Yesterday after 12 midnight Cuban time —that is, today— after I heard an official statement to the press by a group of officials in charge of the pertinent legal paperwork in Colombia, I no longer had any doubts whatsoever. It is not a secret. It is a battle of prior opinion. I had “La Hojilla’s” excellent compilation very much in mind as I wrote these lines.
What has been said about Chávez in very recent days? He was elected by majority vote of the population. Immediately it is added: just like Hitler. Of course, what is not explained is what is all too well-known: that Hitler was a genuine product of the capitalist system, which was expressed via the Treaty of Versailles and the imposition of sanctions —I mentioned this before in a “Reflection”— which exalted nationalism in the newly-born Republic of Germany. Fascism murdered countless numbers of people.

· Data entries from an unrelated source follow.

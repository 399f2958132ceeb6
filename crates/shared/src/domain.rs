use std::fmt;

use serde::{Deserialize, Serialize};

/// Rows shown per page unless a controller is built with another size.
pub const DEFAULT_PAGE_SIZE: usize = 100;

/// Relative page navigation emitted by a table widget.
///
/// `page` is conventionally one of `-1`, `0`, `+1`. Zero is not a no-op: it
/// asks for a jump back to the first page.
#[derive(Debug, Clone, Copy, PartialEq, Eq, Serialize, Deserialize)]
pub struct PageEvent {
    pub page: i64,
}

impl PageEvent {
    pub const fn new(page: i64) -> Self {
        Self { page }
    }

    pub const fn next() -> Self {
        Self { page: 1 }
    }

    pub const fn previous() -> Self {
        Self { page: -1 }
    }

    pub const fn first() -> Self {
        Self { page: 0 }
    }

    /// Page this event leads to from `current_page`, or `None` when it would
    /// land before the first page.
    pub fn target_page(self, current_page: usize) -> Option<usize> {
        if self.page == 0 {
            return Some(0);
        }

        let current = i64::try_from(current_page).ok()?;
        let target = current.checked_add(self.page)?;
        usize::try_from(target).ok()
    }
}

/// `limit`/`offset` window of one page, including the look-ahead row.
#[derive(Debug, Clone, Copy, PartialEq, Eq)]
pub struct PageWindow {
    pub limit: usize,
    pub offset: usize,
}

impl PageWindow {
    /// `None` when the window does not fit in `usize`.
    pub fn for_page(page_size: usize, page: usize) -> Option<Self> {
        Some(Self {
            limit: page_size.checked_add(1)?,
            offset: page_size.checked_mul(page)?,
        })
    }

    pub fn clause(&self) -> String {
        self.to_string()
    }

    /// A page is followed by another one only if the look-ahead row came back.
    pub fn has_next(page_size: usize, row_count: usize) -> bool {
        row_count > page_size
    }
}

impl fmt::Display for PageWindow {
    fn fmt(&self, f: &mut fmt::Formatter<'_>) -> fmt::Result {
        write!(f, "limit {} offset {}", self.limit, self.offset)
    }
}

Chávez never killed anyone; he has been elected several times, and the most incredible insults against him are published and broadcast on a daily basis by all the media. They will never achieve the submission of the president of Venezuela.
When the government of the United States was sure that it could destroy missiles in full flight from California by using special satellites, it then spoke completely shamelessly of atomic wars, and is not concealing its intention of ruling the world with great violence. Millions of millions are being spent on weapons that do nothing to contribute to meeting the needs and well-being of human beings; on the contrary, they maintain the world economy in constant tension; they impose on other countries —like the adventurers of the U.S. West— the order of ‘your money or your life.’

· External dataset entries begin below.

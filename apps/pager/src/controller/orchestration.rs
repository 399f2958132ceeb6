//! Routes parsed terminal commands to the table controller.

use std::sync::Arc;

use client_core::{FormSubmitHandler, PagedTableController};
use tracing::debug;

use crate::{
    controller::events::{Command, UiError, UiErrorContext},
    ui::terminal::TerminalTable,
};

pub const HELP: &str = "\
commands:
  n, next                 next page
  p, prev                 previous page
  f, first                back to the first page
  r, reload               query the current page again
  filter name=value ...   filter rows (no fields clears the filter)
  h, help                 this text
  q, quit                 exit";

#[derive(Debug, Clone, Copy, PartialEq, Eq)]
pub enum Flow {
    Continue,
    Quit,
}

pub async fn dispatch_command(
    controller: &Arc<PagedTableController>,
    table: &TerminalTable,
    forms: &FormSubmitHandler,
    cmd: Command,
) -> Result<Flow, UiError> {
    match cmd {
        Command::Page(event) => {
            debug!(delta = event.page, "page button pressed");
            if !table.press(event) {
                return Err(UiError::from_message(
                    UiErrorContext::Navigation,
                    "table controller is not listening for page events",
                ));
            }
        }
        Command::Reload => controller.send_and_draw().await,
        Command::Filter(form) => {
            forms
                .submit(&form)
                .await
                .map_err(|err| UiError::from_message(UiErrorContext::Filter, err.to_string()))?;
        }
        Command::Help => table.message(HELP),
        Command::Quit => return Ok(Flow::Quit),
    }
    Ok(Flow::Continue)
}

#[cfg(test)]
#[path = "../tests/orchestration_tests.rs"]
mod tests;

Listening for hours to economists meeting in Havana discussing globalization and problems of development in a civilized manner, we can appreciate the tremendous clash of ideas and the contradictions that are emerging with growing force and complexity in our world today. In my mind, I preserve a good number of facts that were certainly addressed in that meeting.
The solidarity with the people of Ecuador expressed at that conference is valuable in and of itself.
The president of that nation, Rafael Correa, said today that if the Organization of American States “does not condemn the aggression against his country, it should be thrown into the dustbin of history.” He added, “We have to make decisions tomorrow in Santo Domingo to clearly condemn the aggression against Ecuador.” I heard these two statements not just in Correa’s interview on television; they also appear in various news agency reports.
The seriousness of the problem created by the United States government cannot be underestimated.
Yesterday, Bush gave his support to Republican candidate McCain, who is committed to the war in Iraq and enjoys dropping bombs on the civilian population; he is opposed to any negotiations and swears he will maintain the economic blockade of the Cuban nation. Two days ago, the news agencies reported new measures by Bush to further extend the blockade of Cuba onto the Internet.
What can the peoples of Latin America who aspire to the safeguarding of their national sovereignty expect from the empire?
Can such tyranny, which does so much damage to the planet’s population, be sustainable or not?